Wed. Oct 5th, 2022

By Nair Rodriguez Perez

Zaragoza, September 19 (EFE).- Barbastro-born writer Manuel Villas presented his poetry book ‘Una Sola Vida’ in Zaragoza. In it he goes through the days of the week “as a man organizes his past.” “Man time and living minutes will not come back”, because life is not like you went to a supermarket and wanted “two for one”, he assured in an interview with F.

It is a book with a melancholy look that was born as “a literary testament” and it opens a door to comedy, as Luis Buñuel did, thanks to a walk through the decisive moments of his life that stops in Huesca, his “felt homeland”.

Q: Where did the idea of ​​time travel come from?

A: This is a journey through all my poems and what moves me the most. I wanted to give them a different and original arrangement. I have been writing poetry for many years and this book is a kind of testament. I am 60 years old and I think I have written more than I have left to write. There is a certain depression over time, but it has occurred to me to treat it on weekdays.

“I was very violent, but time took away that spirit of war and rebellion”

Q: What is the course of the week then walking through time?

Answer: It is an anthology book. I haven’t collected my poetry yet, but this book is different. It is fresh and has a special order. As a person organizes his past. Not chronologically, but according to more festive and imaginative criteria.

Question: Collect old poems. What did you notice about them once you reviewed them?

A: I was very violent, but time took away that fighting and rebellious spirit. Sometimes you feel a little ashamed when you see how childish you were with these loud words. As I see, time has passed. We should have different names for each period of our life because people change based on their experiences.

Q: In a way, this genre has always been connected to you?

A: I started as a poet, but was a starving one. I went to the novel. I have a communication profession and I want to create literature that reaches people.
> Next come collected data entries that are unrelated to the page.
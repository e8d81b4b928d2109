use chrono::{DateTime, Utc};
use serde::{Deserialize, Serialize};

// ============================================================================
// Enums
// ============================================================================

#[derive(Debug, Clone, Copy, PartialEq, Eq, Serialize, Deserialize)]
#[serde(rename_all = "lowercase")]
pub enum OrderStatus {
    Preparing,
    Completed,
}

impl OrderStatus {
    pub fn as_str(&self) -> &'static str {
        match self {
            OrderStatus::Preparing => "preparing",
            OrderStatus::Completed => "completed",
        }
    }

    pub fn parse(s: &str) -> Option<Self> {
        match s {
            "preparing" => Some(OrderStatus::Preparing),
            "completed" => Some(OrderStatus::Completed),
            _ => None,
        }
    }
}

#[derive(Debug, Clone, Copy, PartialEq, Eq, Serialize, Deserialize)]
#[serde(rename_all = "lowercase")]
pub enum PaymentMethod {
    Cash,
    Card,
}

impl PaymentMethod {
    pub fn as_str(&self) -> &'static str {
        match self {
            PaymentMethod::Cash => "cash",
            PaymentMethod::Card => "card",
        }
    }

    pub fn parse(s: &str) -> Option<Self> {
        match s {
            "cash" => Some(PaymentMethod::Cash),
            "card" => Some(PaymentMethod::Card),
            _ => None,
        }
    }
}

// ============================================================================
// Aggregate
// ============================================================================

/// One drink line inside an order
#[derive(Debug, Clone, PartialEq, Eq, Serialize, Deserialize)]
pub struct OrderItem {
    /// Signature of (drink, modifier selection); unique within the order
    pub id: String,
    #[serde(rename = "drinkId")]
    pub drink_id: String,
    pub name: String,
    /// Drink base price in rubles
    #[serde(rename = "basePrice")]
    pub base_price: i64,
    /// Free-text modifier summary shown to the barista
    pub customizations: String,
    /// Base price plus selected modifier deltas
    #[serde(rename = "finalPrice")]
    pub final_price: i64,
    #[serde(rename = "isReady", default)]
    pub is_ready: bool,
    pub quantity: i64,
}

#[derive(Debug, Clone, Serialize, Deserialize)]
pub struct Order {
    pub id: String,
    #[serde(rename = "customerName")]
    pub customer_name: String,
    /// Directory reference at creation time; not kept consistent afterwards
    #[serde(rename = "customerId", skip_serializing_if = "Option::is_none")]
    pub customer_id: Option<String>,
    pub items: Vec<OrderItem>,
    pub status: OrderStatus,
    #[serde(rename = "createdAt")]
    pub created_at: DateTime<Utc>,
    #[serde(rename = "completedAt", skip_serializing_if = "Option::is_none")]
    pub completed_at: Option<DateTime<Utc>>,
    /// Fixed at creation; never recomputed on status changes
    #[serde(rename = "totalPrice")]
    pub total_price: i64,
    #[serde(rename = "paymentMethod")]
    pub payment_method: PaymentMethod,
    #[serde(rename = "estimatedPrepSeconds")]
    pub estimated_prep_seconds: i64,
}

impl Order {
    pub fn total_of(items: &[OrderItem]) -> i64 {
        items.iter().map(|i| i.final_price * i.quantity).sum()
    }

    /// Seconds the order has been in preparation as of `now`
    pub fn elapsed_seconds(&self, now: DateTime<Utc>) -> i64 {
        (now - self.created_at).num_seconds().max(0)
    }

    pub fn is_overdue(&self, now: DateTime<Utc>) -> bool {
        self.status == OrderStatus::Preparing
            && self.elapsed_seconds(now) > self.estimated_prep_seconds
    }

    /// Forward-only transition: preparing -> completed. There is no reopening.
    pub fn complete(&mut self, at: DateTime<Utc>) -> Result<(), String> {
        if self.status == OrderStatus::Completed {
            return Err("Заказ уже завершен".to_string());
        }
        self.status = OrderStatus::Completed;
        self.completed_at = Some(at);
        Ok(())
    }

    pub fn set_item_ready(&mut self, item_id: &str, ready: bool) -> Result<(), String> {
        match self.items.iter_mut().find(|i| i.id == item_id) {
            Some(item) => {
                item.is_ready = ready;
                Ok(())
            }
            None => Err(format!("Позиция {} не найдена в заказе", item_id)),
        }
    }

    /// Preparation duration for completed orders, in seconds
    pub fn prep_duration_seconds(&self) -> Option<i64> {
        self.completed_at
            .map(|done| (done - self.created_at).num_seconds())
    }
}

/// Append `item` to a cart, bumping quantity when a line with the same
/// signature already exists.
pub fn add_to_cart(cart: &mut Vec<OrderItem>, item: OrderItem) {
    match cart.iter_mut().find(|existing| existing.id == item.id) {
        Some(existing) => existing.quantity += item.quantity,
        None => cart.push(item),
    }
}

// ============================================================================
// DTO
// ============================================================================

/// One configured drink in a draft posted by the cashier
#[derive(Debug, Clone, Serialize, Deserialize)]
pub struct DraftItem {
    #[serde(rename = "drinkId")]
    pub drink_id: String,
    #[serde(rename = "modifierIds", default)]
    pub modifier_ids: Vec<String>,
    pub quantity: i64,
}

/// Wire format of a new order; the backend re-prices it from the catalog
#[derive(Debug, Clone, Default, Serialize, Deserialize)]
pub struct OrderDraft {
    #[serde(rename = "customerName")]
    pub customer_name: Option<String>,
    #[serde(rename = "customerId")]
    pub customer_id: Option<String>,
    #[serde(rename = "paymentMethod")]
    pub payment_method: Option<PaymentMethod>,
    #[serde(default)]
    pub items: Vec<DraftItem>,
}

#[cfg(test)]
mod tests {
    use super::*;
    use chrono::TimeZone;

    fn item(id: &str, final_price: i64, quantity: i64) -> OrderItem {
        OrderItem {
            id: id.to_string(),
            drink_id: id.to_string(),
            name: id.to_string(),
            base_price: final_price,
            customizations: String::new(),
            final_price,
            is_ready: false,
            quantity,
        }
    }

    fn order(items: Vec<OrderItem>) -> Order {
        let total = Order::total_of(&items);
        Order {
            id: "o1".to_string(),
            customer_name: "Гость".to_string(),
            customer_id: None,
            items,
            status: OrderStatus::Preparing,
            created_at: Utc.with_ymd_and_hms(2025, 6, 1, 9, 0, 0).unwrap(),
            completed_at: None,
            total_price: total,
            payment_method: PaymentMethod::Card,
            estimated_prep_seconds: 180,
        }
    }

    #[test]
    fn total_is_sum_of_price_times_quantity() {
        let items = vec![item("latte:oat-milk", 330, 2), item("espresso", 150, 1)];
        assert_eq!(Order::total_of(&items), 810);
    }

    #[test]
    fn total_survives_completion() {
        let mut o = order(vec![item("latte", 280, 1)]);
        let before = o.total_price;
        o.complete(o.created_at + chrono::Duration::minutes(4)).unwrap();
        assert_eq!(o.total_price, before);
    }

    #[test]
    fn completion_is_forward_only() {
        let mut o = order(vec![item("latte", 280, 1)]);
        let done_at = o.created_at + chrono::Duration::minutes(5);
        o.complete(done_at).unwrap();
        assert_eq!(o.status, OrderStatus::Completed);
        assert!(o.completed_at.unwrap() >= o.created_at);
        assert!(o.complete(done_at).is_err());
    }

    #[test]
    fn identical_signature_bumps_quantity() {
        let mut cart = Vec::new();
        add_to_cart(&mut cart, item("latte:oat-milk", 330, 1));
        add_to_cart(&mut cart, item("latte:oat-milk", 330, 1));
        add_to_cart(&mut cart, item("latte", 280, 1));
        assert_eq!(cart.len(), 2);
        assert_eq!(cart[0].quantity, 2);
    }

    #[test]
    fn item_ready_toggle() {
        let mut o = order(vec![item("latte", 280, 1)]);
        o.set_item_ready("latte", true).unwrap();
        assert!(o.items[0].is_ready);
        assert!(o.set_item_ready("missing", true).is_err());
    }

    #[test]
    fn overdue_flag() {
        let o = order(vec![item("latte", 280, 1)]);
        assert!(!o.is_overdue(o.created_at + chrono::Duration::seconds(180)));
        assert!(o.is_overdue(o.created_at + chrono::Duration::seconds(181)));
    }

    #[test]
    fn prep_duration_only_for_completed() {
        let mut o = order(vec![item("latte", 280, 1)]);
        assert_eq!(o.prep_duration_seconds(), None);
        o.complete(o.created_at + chrono::Duration::seconds(240)).unwrap();
        assert_eq!(o.prep_duration_seconds(), Some(240));
    }
}
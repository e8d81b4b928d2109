use serde::Deserialize;
use std::path::{Path, PathBuf};

#[derive(Debug, Deserialize, Clone)]
pub struct Config {
    pub database: DatabaseConfig,
    #[serde(default)]
    pub server: ServerConfig,
}

#[derive(Debug, Deserialize, Clone)]
pub struct DatabaseConfig {
    pub path: String,
}

#[derive(Debug, Deserialize, Clone)]
pub struct ServerConfig {
    #[serde(default = "default_port")]
    pub port: u16,
}

impl Default for ServerConfig {
    fn default() -> Self {
        Self { port: default_port() }
    }
}

fn default_port() -> u16 {
    3000
}

/// Default configuration embedded in the binary
const DEFAULT_CONFIG: &str = r#"
[database]
path = "target/db/pos.db"

[server]
port = 3000
"#;

/// Load configuration from config.toml file
///
/// Search order:
/// 1. Next to the executable (for production)
/// 2. Falls back to embedded default config
pub fn load_config() -> anyhow::Result<Config> {
    if let Ok(exe_path) = std::env::current_exe() {
        if let Some(exe_dir) = exe_path.parent() {
            let config_path = exe_dir.join("config.toml");

            if config_path.exists() {
                tracing::info!("Loading config from: {}", config_path.display());
                let contents = std::fs::read_to_string(&config_path)?;
                let config: Config = toml::from_str(&contents)?;
                return Ok(config);
            } else {
                tracing::warn!("config.toml not found at: {}", config_path.display());
            }
        }
    }

    tracing::info!("Using default embedded configuration");
    let config: Config = toml::from_str(DEFAULT_CONFIG)?;
    Ok(config)
}

/// Get the database file path from configuration
/// Resolves relative paths relative to the executable directory
pub fn get_database_path(config: &Config) -> anyhow::Result<PathBuf> {
    let db_path_str = &config.database.path;
    let db_path = Path::new(db_path_str);

    if db_path.is_absolute() {
        return Ok(db_path.to_path_buf());
    }

    if let Ok(exe_path) = std::env::current_exe() {
        if let Some(exe_dir) = exe_path.parent() {
            let resolved_path = exe_dir.join(db_path);
            return Ok(resolved_path);
        }
    }

    // Fallback: use relative to current directory
    Ok(PathBuf::from(db_path_str))
}

#[cfg(test)]
mod tests {
    use super::*;

    #[test]
    fn test_default_config_loads() {
        let config: Result<Config, _> = toml::from_str(DEFAULT_CONFIG);
        assert!(config.is_ok());
        let config = config.unwrap();
        assert_eq!(config.database.path, "target/db/pos.db");
        assert_eq!(config.server.port, 3000);
    }

    #[test]
    fn test_server_section_is_optional() {
        let config: Config = toml::from_str("[database]\npath = \"x.db\"\n").unwrap();
        assert_eq!(config.server.port, 3000);
    }
}
use contracts::domain::a002_customer::Customer;
use serde::{Deserialize, Serialize};

use sea_orm::entity::prelude::*;
use sea_orm::{EntityTrait, QueryOrder, Set, TransactionTrait};

use crate::shared::data::db::get_connection;

#[derive(Clone, Debug, PartialEq, Eq, DeriveEntityModel, Serialize, Deserialize)]
#[sea_orm(table_name = "a002_customer")]
pub struct Model {
    /// Normalized phone number
    #[sea_orm(primary_key, auto_increment = false)]
    pub id: String,
    pub name: String,
    pub phone_number: String,
    pub notes: Option<String>,
}

#[derive(Copy, Clone, Debug, EnumIter, DeriveRelation)]
pub enum Relation {}

impl ActiveModelBehavior for ActiveModel {}

impl From<Model> for Customer {
    fn from(m: Model) -> Self {
        Customer {
            id: m.id,
            name: m.name,
            phone_number: m.phone_number,
            notes: m.notes,
        }
    }
}

fn to_active(c: &Customer) -> ActiveModel {
    ActiveModel {
        id: Set(c.id.clone()),
        name: Set(c.name.clone()),
        phone_number: Set(c.phone_number.clone()),
        notes: Set(c.notes.clone()),
    }
}

fn conn() -> &'static DatabaseConnection {
    get_connection()
}

pub async fn list_all() -> anyhow::Result<Vec<Customer>> {
    let models = Entity::find()
        .order_by_asc(Column::Name)
        .all(conn())
        .await?;
    Ok(models.into_iter().map(Into::into).collect())
}

pub async fn get_by_id(id: &str) -> anyhow::Result<Option<Customer>> {
    let result = Entity::find_by_id(id.to_string()).one(conn()).await?;
    Ok(result.map(Into::into))
}

pub async fn insert(customer: &Customer) -> anyhow::Result<()> {
    to_active(customer).insert(conn()).await?;
    Ok(())
}

pub async fn update(customer: &Customer) -> anyhow::Result<()> {
    to_active(customer).update(conn()).await?;
    Ok(())
}

pub async fn delete(id: &str) -> anyhow::Result<bool> {
    let result = Entity::delete_by_id(id.to_string()).exec(conn()).await?;
    Ok(result.rows_affected > 0)
}

/// Phone change means a new primary key. Insert-new + delete-old run in one
/// transaction so a failure can not leave both records behind.
pub async fn rename(old_id: &str, customer: &Customer) -> anyhow::Result<()> {
    let txn = conn().begin().await?;
    to_active(customer).insert(&txn).await?;
    Entity::delete_by_id(old_id.to_string()).exec(&txn).await?;
    txn.commit().await?;
    Ok(())
}
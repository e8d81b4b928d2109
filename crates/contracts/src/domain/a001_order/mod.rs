pub mod aggregate;
pub mod pricing;

pub use aggregate::{add_to_cart, DraftItem, Order, OrderDraft, OrderItem, OrderStatus, PaymentMethod};
use contracts::catalog::{Drink, ModifierGroup, SelectionType};
use contracts::domain::a001_order::pricing::{change_due, item_signature, price_selection};
use contracts::domain::a001_order::{DraftItem, Order, OrderDraft, OrderItem, PaymentMethod};
use contracts::domain::a002_customer::Customer;
use leptos::prelude::*;
use wasm_bindgen_futures::spawn_local;

use super::model;

/// One cart line; `modifier_ids` is what goes into the order draft,
/// `item` is the priced rendition shown to the cashier.
#[derive(Clone, Debug, PartialEq)]
pub struct CartLine {
    pub item: OrderItem,
    pub modifier_ids: Vec<String>,
}

/// ViewModel for the order entry screen
#[derive(Clone, Copy)]
pub struct CashierViewModel {
    pub catalog: RwSignal<Vec<Drink>>,
    pub customers: RwSignal<Vec<Customer>>,
    pub cart: RwSignal<Vec<CartLine>>,
    /// Drink currently opened in the customization dialog
    pub selected_drink: RwSignal<Option<Drink>>,
    pub selected_modifiers: RwSignal<Vec<String>>,
    pub customer_name: RwSignal<String>,
    pub customer_id: RwSignal<Option<String>>,
    pub payment_method: RwSignal<PaymentMethod>,
    pub cash_received: RwSignal<String>,
    pub error: RwSignal<Option<String>>,
    pub last_order: RwSignal<Option<Order>>,
    pub submitting: RwSignal<bool>,
}

impl CashierViewModel {
    pub fn new() -> Self {
        Self {
            catalog: RwSignal::new(Vec::new()),
            customers: RwSignal::new(Vec::new()),
            cart: RwSignal::new(Vec::new()),
            selected_drink: RwSignal::new(None),
            selected_modifiers: RwSignal::new(Vec::new()),
            customer_name: RwSignal::new(String::new()),
            customer_id: RwSignal::new(None),
            payment_method: RwSignal::new(PaymentMethod::Cash),
            cash_received: RwSignal::new(String::new()),
            error: RwSignal::new(None),
            last_order: RwSignal::new(None),
            submitting: RwSignal::new(false),
        }
    }

    pub fn load(&self) {
        let catalog = self.catalog;
        let customers = self.customers;
        let error = self.error;
        spawn_local(async move {
            match model::fetch_catalog().await {
                Ok(drinks) => catalog.set(drinks),
                Err(e) => error.set(Some(format!("Ошибка загрузки меню: {}", e))),
            }
            // The directory is optional on this screen; a failure only
            // disables the picker
            if let Ok(list) = model::fetch_customers().await {
                customers.set(list);
            }
        });
    }

    /// Open the customization dialog with single-group defaults preselected
    pub fn open_drink(&self, drink: Drink) {
        let defaults: Vec<String> = drink
            .modifier_groups
            .iter()
            .filter(|g| g.selection == SelectionType::Single)
            .filter_map(|g| g.items.first().map(|m| m.id.clone()))
            .collect();
        self.selected_modifiers.set(defaults);
        self.selected_drink.set(Some(drink));
    }

    pub fn close_dialog(&self) {
        self.selected_drink.set(None);
        self.selected_modifiers.set(Vec::new());
    }

    pub fn toggle_modifier(&self, group: &ModifierGroup, modifier_id: &str) {
        let group_ids: Vec<String> = group.items.iter().map(|m| m.id.clone()).collect();
        let modifier_id = modifier_id.to_string();
        self.selected_modifiers.update(|selected| match group.selection {
            SelectionType::Single => {
                selected.retain(|id| !group_ids.contains(id));
                selected.push(modifier_id);
            }
            SelectionType::Multiple => {
                if let Some(pos) = selected.iter().position(|id| id == &modifier_id) {
                    selected.remove(pos);
                } else {
                    selected.push(modifier_id);
                }
            }
        });
    }

    pub fn is_modifier_selected(&self, modifier_id: &str) -> bool {
        self.selected_modifiers
            .get()
            .iter()
            .any(|id| id == modifier_id)
    }

    /// Price of the dialog selection as currently configured
    pub fn dialog_price(&self) -> Option<i64> {
        self.selected_drink
            .get()
            .map(|d| price_selection(&d, &self.selected_modifiers.get()).final_price)
    }

    /// Move the dialog selection into the cart, merging equal configurations
    pub fn add_selected_to_cart(&self) {
        let Some(drink) = self.selected_drink.get() else {
            return;
        };
        let priced = price_selection(&drink, &self.selected_modifiers.get());
        let signature = item_signature(&drink.id, &priced.modifier_ids);

        let line = CartLine {
            item: OrderItem {
                id: signature,
                drink_id: drink.id.clone(),
                name: drink.name.clone(),
                base_price: drink.price,
                customizations: priced.customizations.clone(),
                final_price: priced.final_price,
                is_ready: false,
                quantity: 1,
            },
            modifier_ids: priced.modifier_ids,
        };

        self.cart.update(|cart| {
            match cart.iter_mut().find(|l| l.item.id == line.item.id) {
                Some(existing) => existing.item.quantity += 1,
                None => cart.push(line),
            }
        });
        self.close_dialog();
    }

    pub fn change_quantity(&self, line_id: &str, delta: i64) {
        let line_id = line_id.to_string();
        self.cart.update(|cart| {
            if let Some(line) = cart.iter_mut().find(|l| l.item.id == line_id) {
                line.item.quantity += delta;
            }
            cart.retain(|l| l.item.quantity > 0);
        });
    }

    pub fn remove_line(&self, line_id: &str) {
        let line_id = line_id.to_string();
        self.cart.update(|cart| cart.retain(|l| l.item.id != line_id));
    }

    pub fn total(&self) -> i64 {
        self.cart
            .get()
            .iter()
            .map(|l| l.item.final_price * l.item.quantity)
            .sum()
    }

    /// Change for a cash payment; None until the received amount covers the total
    pub fn change(&self) -> Option<i64> {
        if self.payment_method.get() != PaymentMethod::Cash {
            return None;
        }
        let received: i64 = self.cash_received.get().trim().parse().ok()?;
        change_due(received, self.total())
    }

    pub fn pick_customer(&self, customer: &Customer) {
        self.customer_name.set(customer.name.clone());
        self.customer_id.set(Some(customer.id.clone()));
    }

    /// Cash orders cannot finalize until the received amount covers the total
    pub fn can_submit(&self) -> bool {
        if self.cart.get().is_empty() || self.submitting.get() {
            return false;
        }
        self.payment_method.get() != PaymentMethod::Cash || self.change().is_some()
    }

    pub fn submit_command(&self) {
        if self.cart.get().is_empty() {
            self.error.set(Some("Заказ пуст".to_string()));
            return;
        }
        if self.payment_method.get() == PaymentMethod::Cash && self.change().is_none() {
            self.error.set(Some("Недостаточно наличных".to_string()));
            return;
        }

        let draft = OrderDraft {
            customer_name: Some(self.customer_name.get().trim().to_string())
                .filter(|s| !s.is_empty()),
            customer_id: self.customer_id.get(),
            payment_method: Some(self.payment_method.get()),
            items: self
                .cart
                .get()
                .iter()
                .map(|l| DraftItem {
                    drink_id: l.item.drink_id.clone(),
                    modifier_ids: l.modifier_ids.clone(),
                    quantity: l.item.quantity,
                })
                .collect(),
        };

        let vm = *self;
        vm.submitting.set(true);
        vm.error.set(None);
        spawn_local(async move {
            match model::submit_order(&draft).await {
                Ok(order) => {
                    vm.cart.set(Vec::new());
                    vm.customer_name.set(String::new());
                    vm.customer_id.set(None);
                    vm.cash_received.set(String::new());
                    vm.last_order.set(Some(order));
                }
                Err(e) => vm.error.set(Some(format!("Не удалось создать заказ: {}", e))),
            }
            vm.submitting.set(false);
        });
    }
}
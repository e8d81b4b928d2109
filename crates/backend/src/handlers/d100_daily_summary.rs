use axum::{extract::Query, http::StatusCode, Json};
use contracts::dashboards::d100_daily_summary::{DailySummaryRequest, DailySummaryResponse};

use crate::dashboards::d100_daily_summary::service;

/// GET /api/d100/daily-summary?date=YYYY-MM-DD&paymentMethod=cash
pub async fn get_daily_summary(
    Query(request): Query<DailySummaryRequest>,
) -> Result<Json<DailySummaryResponse>, StatusCode> {
    match service::daily_summary(request).await {
        Ok(summary) => Ok(Json(summary)),
        Err(e) => {
            tracing::error!("Failed to build daily summary: {}", e);
            Err(StatusCode::BAD_REQUEST)
        }
    }
}
use anyhow::{Context, Result};
use sea_orm::{ConnectionTrait, DatabaseBackend, Statement};

use crate::shared::data::db::get_connection;

const AUTH_TABLES: &[&str] = &[
    "CREATE TABLE IF NOT EXISTS sys_users (
        id TEXT PRIMARY KEY,
        username TEXT NOT NULL UNIQUE,
        password_hash TEXT NOT NULL,
        full_name TEXT,
        is_active INTEGER NOT NULL DEFAULT 1,
        created_at TEXT NOT NULL,
        updated_at TEXT NOT NULL,
        last_login_at TEXT
    )",
    "CREATE TABLE IF NOT EXISTS sys_settings (
        key TEXT PRIMARY KEY,
        value TEXT NOT NULL,
        description TEXT,
        created_at TEXT NOT NULL,
        updated_at TEXT NOT NULL
    )",
];

/// Create authentication tables if they are missing
pub async fn apply_auth_migration() -> Result<()> {
    let conn = get_connection();

    for sql in AUTH_TABLES {
        conn.execute(Statement::from_string(
            DatabaseBackend::Sqlite,
            sql.to_string(),
        ))
        .await
        .context("Failed to apply auth migration")?;
    }

    tracing::info!("Auth tables are in place");

    Ok(())
}

/// Ensure admin user exists (create if table is empty)
pub async fn ensure_admin_user_exists() -> Result<()> {
    use crate::system::users::{repository, service};

    let count = repository::count_users().await?;

    if count == 0 {
        tracing::info!("No users found. Creating default admin user...");

        let password =
            std::env::var("POS_ADMIN_PASSWORD").unwrap_or_else(|_| "admin".to_string());
        let from_env = std::env::var("POS_ADMIN_PASSWORD").is_ok();

        let admin_id =
            service::create("admin", &password, Some("Administrator".to_string())).await?;

        tracing::warn!("═══════════════════════════════════════════════");
        tracing::warn!("  Default admin user created!");
        tracing::warn!("  Username: admin");
        if from_env {
            tracing::warn!("  Password: taken from POS_ADMIN_PASSWORD");
        } else {
            tracing::warn!("  Password: admin");
            tracing::warn!("  ⚠️  PLEASE CHANGE THE PASSWORD IMMEDIATELY!");
        }
        tracing::warn!("  User ID: {}", admin_id);
        tracing::warn!("═══════════════════════════════════════════════");
    }

    Ok(())
}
My writing has no meaning without a reader. I wanted to practice a bilingualism between poetry and novel, although sometimes criticism separates it.

Question: Is poetry the best way to tell certain chapters of life?

Answer: It is literature that is able to describe life. There are confessional novels which are excellent and poetry is also excellent. There are many autobiographical books, although poetry has always had that element.

Question: Can you find a poem in Huesca. What feelings does this land give you?

Answer: I was born in Barbastro. I cannot explain myself without my geographical and cultural origins, which are the pre-Pyrenees and the towns of the area. It is my emotional homeland and going there brings back thousands of memories. The Barbastro I used to live in no longer exists and when I walk through town all I see are ghosts. I go through the streets and think of everything that was there before, including the people. Nothing now and yet, this is my memory. It has a lot of sentimental value.

“I’m an optimist, I don’t believe in the end of the world or anything like that. Sounds like absolute crap to me.”

Q: A future poet also dedicated…

A. Trying to talk to those who will come. I’m an optimist, I don’t believe in the end of the world or anything like that. Sounds like utter nonsense to me. This humanity thing is incredible and we are here to destroy the universe. Climate change is a scary thing, but I’m sure someone will come up with something at the last minute. The novel also has a sense of humor, which ties in with my geographical origins. I come from the same place as Buñuel (the filmmaker was also Aragonese, from Calanda, Teruel) and, although we raise the most terrible existential questions and the saddest human abyss, we always open a door for comedy.

lost time

Q: The title suggests the impossibility of recovering time. What are we neglecting?

Answer: I want to remind the reader that the moments he is living right now will never come back. The entire book is conceived as a defense of life. Surviving minutes won’t come back because you can’t go to the supermarket and say I want a 2×1. You have to live intensely without anything or anyone spoiling you.

Q: It is a kind of ‘Hakuna Matata’…

Answer: Adversity, anxiety and panic of the world are also mentioned in the book. Enjoy the world knowing this. There is a promise of personal freedom.

Q: Are we humans so time?

Answer: Yes, man time. I wanted to remember this through symbols of the week. It is pronounced in seven days, an understanding of time that everyone recognizes.

Q: Which poem would define your book? Is there a turning point?

A: There is a very important poem that I am dedicating to my mother’s death. The title is his phone number, 974310439. It is located on Wednesday in the middle of the week.

Q: And now, more poetry?
Ans: Now I have come up with a new novel. I’m going to alternate because if another book of poetry comes out, I’ll go without three meals a day (laughs).